### Directions
When you find the line with "pub type MessageCallback" among the records below, reproduce it and each line after it exactly, ending with the line with "hasher.update(ACCEPT_GUID.as_bytes());".

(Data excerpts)
========
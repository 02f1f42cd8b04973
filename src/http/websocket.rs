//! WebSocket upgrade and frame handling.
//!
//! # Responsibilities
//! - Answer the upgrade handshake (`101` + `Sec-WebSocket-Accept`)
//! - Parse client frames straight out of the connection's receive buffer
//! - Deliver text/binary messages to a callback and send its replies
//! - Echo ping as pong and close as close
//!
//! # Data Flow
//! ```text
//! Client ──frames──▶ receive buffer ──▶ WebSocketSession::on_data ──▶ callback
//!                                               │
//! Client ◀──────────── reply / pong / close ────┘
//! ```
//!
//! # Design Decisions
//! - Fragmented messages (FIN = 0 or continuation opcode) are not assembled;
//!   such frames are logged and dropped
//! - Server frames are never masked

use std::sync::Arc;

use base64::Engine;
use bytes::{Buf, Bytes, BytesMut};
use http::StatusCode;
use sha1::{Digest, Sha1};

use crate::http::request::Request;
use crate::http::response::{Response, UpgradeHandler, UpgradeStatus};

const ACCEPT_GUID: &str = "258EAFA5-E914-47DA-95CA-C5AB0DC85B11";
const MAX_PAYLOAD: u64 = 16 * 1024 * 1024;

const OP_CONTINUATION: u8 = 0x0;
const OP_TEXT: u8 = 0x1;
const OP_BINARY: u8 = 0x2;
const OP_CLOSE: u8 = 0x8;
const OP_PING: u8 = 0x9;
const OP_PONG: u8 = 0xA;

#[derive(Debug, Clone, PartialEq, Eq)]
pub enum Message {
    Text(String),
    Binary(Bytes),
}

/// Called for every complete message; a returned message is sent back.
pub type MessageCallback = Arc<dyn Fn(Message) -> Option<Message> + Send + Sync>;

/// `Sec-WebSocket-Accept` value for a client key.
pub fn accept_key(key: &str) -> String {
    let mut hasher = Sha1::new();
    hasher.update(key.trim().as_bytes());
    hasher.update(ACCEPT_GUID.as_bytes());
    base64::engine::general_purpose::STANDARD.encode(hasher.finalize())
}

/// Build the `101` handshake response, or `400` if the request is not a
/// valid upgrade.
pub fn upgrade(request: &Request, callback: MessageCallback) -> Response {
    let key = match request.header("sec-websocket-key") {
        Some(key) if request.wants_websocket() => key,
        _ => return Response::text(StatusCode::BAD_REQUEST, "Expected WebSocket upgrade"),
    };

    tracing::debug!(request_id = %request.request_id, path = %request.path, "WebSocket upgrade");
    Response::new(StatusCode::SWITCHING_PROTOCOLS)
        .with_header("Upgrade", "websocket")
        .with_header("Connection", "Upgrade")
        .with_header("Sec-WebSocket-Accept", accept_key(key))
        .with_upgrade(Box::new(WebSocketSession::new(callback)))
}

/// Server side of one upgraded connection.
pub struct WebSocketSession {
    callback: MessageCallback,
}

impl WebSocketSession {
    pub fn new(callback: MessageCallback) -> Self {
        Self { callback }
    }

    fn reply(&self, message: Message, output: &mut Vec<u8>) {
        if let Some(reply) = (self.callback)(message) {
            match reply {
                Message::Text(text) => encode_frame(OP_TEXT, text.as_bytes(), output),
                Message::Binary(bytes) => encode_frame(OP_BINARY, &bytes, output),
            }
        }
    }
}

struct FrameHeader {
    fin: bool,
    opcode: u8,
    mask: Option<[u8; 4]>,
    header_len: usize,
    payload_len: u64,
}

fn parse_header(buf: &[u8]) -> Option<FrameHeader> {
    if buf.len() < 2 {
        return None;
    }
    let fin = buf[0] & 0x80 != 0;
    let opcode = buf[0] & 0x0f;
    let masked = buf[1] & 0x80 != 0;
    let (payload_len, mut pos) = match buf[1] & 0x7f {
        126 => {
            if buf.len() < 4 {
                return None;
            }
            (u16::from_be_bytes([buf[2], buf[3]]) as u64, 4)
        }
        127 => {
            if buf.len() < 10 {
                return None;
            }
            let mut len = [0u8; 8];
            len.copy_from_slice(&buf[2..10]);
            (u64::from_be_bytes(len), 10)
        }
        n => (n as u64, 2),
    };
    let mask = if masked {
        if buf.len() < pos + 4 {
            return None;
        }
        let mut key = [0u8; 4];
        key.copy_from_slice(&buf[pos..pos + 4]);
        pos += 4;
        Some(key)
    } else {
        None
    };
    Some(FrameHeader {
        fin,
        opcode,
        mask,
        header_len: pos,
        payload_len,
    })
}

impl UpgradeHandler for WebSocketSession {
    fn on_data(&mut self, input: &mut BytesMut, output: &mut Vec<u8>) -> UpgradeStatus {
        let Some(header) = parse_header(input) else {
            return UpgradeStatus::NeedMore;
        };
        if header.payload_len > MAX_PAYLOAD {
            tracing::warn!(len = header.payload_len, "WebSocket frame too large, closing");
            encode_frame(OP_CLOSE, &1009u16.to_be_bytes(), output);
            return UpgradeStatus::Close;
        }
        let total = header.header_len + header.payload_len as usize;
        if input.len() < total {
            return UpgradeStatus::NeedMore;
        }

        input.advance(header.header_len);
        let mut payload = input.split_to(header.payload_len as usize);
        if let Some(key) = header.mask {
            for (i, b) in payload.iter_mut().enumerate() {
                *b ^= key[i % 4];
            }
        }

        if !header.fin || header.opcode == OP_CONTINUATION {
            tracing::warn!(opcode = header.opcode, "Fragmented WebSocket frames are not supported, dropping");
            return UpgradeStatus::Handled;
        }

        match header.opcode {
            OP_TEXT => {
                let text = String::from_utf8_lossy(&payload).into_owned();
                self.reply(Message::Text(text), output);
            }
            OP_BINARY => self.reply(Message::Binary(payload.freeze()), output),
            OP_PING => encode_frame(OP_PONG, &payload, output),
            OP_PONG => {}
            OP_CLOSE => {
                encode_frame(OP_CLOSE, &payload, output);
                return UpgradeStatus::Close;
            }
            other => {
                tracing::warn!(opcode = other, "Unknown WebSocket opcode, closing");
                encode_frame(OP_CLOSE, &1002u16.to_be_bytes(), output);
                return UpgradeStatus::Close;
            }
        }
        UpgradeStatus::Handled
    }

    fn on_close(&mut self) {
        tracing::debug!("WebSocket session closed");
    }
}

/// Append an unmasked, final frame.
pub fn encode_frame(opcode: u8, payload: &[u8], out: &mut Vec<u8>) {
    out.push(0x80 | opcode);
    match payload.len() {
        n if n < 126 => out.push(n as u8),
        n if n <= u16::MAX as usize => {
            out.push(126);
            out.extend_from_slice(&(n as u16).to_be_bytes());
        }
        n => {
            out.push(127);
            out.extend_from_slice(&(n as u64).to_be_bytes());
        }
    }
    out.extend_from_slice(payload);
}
========
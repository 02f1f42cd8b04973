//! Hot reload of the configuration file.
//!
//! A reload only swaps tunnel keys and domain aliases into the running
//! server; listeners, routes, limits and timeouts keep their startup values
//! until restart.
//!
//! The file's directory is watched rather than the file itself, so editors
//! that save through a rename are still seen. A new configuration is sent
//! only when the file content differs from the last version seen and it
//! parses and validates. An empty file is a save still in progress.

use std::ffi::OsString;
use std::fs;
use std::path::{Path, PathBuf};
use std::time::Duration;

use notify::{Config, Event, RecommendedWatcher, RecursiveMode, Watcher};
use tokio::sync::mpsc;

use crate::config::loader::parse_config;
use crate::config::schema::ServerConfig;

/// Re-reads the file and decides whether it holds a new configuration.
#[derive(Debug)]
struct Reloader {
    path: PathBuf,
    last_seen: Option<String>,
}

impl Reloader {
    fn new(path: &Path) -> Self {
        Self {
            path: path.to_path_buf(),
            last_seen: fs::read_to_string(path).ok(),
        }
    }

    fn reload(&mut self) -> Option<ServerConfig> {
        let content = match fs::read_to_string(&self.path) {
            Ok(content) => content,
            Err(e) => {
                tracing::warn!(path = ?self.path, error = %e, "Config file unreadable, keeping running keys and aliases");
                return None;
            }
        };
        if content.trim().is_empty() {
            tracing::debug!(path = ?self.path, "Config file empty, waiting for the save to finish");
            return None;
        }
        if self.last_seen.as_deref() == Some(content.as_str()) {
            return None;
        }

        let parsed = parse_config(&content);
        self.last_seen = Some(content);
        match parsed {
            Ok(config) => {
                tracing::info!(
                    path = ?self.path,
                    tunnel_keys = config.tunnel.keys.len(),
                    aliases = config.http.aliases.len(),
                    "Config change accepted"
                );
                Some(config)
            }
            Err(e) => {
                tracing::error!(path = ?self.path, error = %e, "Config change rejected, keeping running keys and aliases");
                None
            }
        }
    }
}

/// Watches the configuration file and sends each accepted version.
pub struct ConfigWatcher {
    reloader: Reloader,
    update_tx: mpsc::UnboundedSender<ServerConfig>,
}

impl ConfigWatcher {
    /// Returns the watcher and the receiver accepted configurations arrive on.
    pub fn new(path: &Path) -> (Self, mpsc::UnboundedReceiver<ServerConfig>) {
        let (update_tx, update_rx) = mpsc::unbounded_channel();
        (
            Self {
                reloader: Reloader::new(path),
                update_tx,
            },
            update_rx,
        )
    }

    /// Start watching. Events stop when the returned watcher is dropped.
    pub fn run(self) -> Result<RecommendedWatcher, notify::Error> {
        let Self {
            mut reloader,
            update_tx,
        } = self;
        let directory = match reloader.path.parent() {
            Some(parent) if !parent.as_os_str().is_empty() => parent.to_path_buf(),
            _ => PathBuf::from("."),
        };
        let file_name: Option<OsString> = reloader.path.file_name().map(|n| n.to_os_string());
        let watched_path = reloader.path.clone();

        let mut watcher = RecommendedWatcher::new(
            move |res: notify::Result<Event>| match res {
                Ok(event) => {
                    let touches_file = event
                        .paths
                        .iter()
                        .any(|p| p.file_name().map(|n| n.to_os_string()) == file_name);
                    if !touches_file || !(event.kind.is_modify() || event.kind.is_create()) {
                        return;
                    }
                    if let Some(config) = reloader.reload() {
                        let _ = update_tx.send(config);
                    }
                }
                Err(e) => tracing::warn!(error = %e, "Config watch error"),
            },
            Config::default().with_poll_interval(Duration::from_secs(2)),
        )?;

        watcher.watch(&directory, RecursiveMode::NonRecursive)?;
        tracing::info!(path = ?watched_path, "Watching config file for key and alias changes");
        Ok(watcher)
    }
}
========
### Completed task
pub type MessageCallback = Arc<dyn Fn(Message) -> Option<Message> + Send + Sync>;

/// `Sec-WebSocket-Accept` value for a client key.
pub fn accept_key(key: &str) -> String {
    let mut hasher = Sha1::new();
    hasher.update(key.trim().as_bytes());
    hasher.update(ACCEPT_GUID.as_bytes());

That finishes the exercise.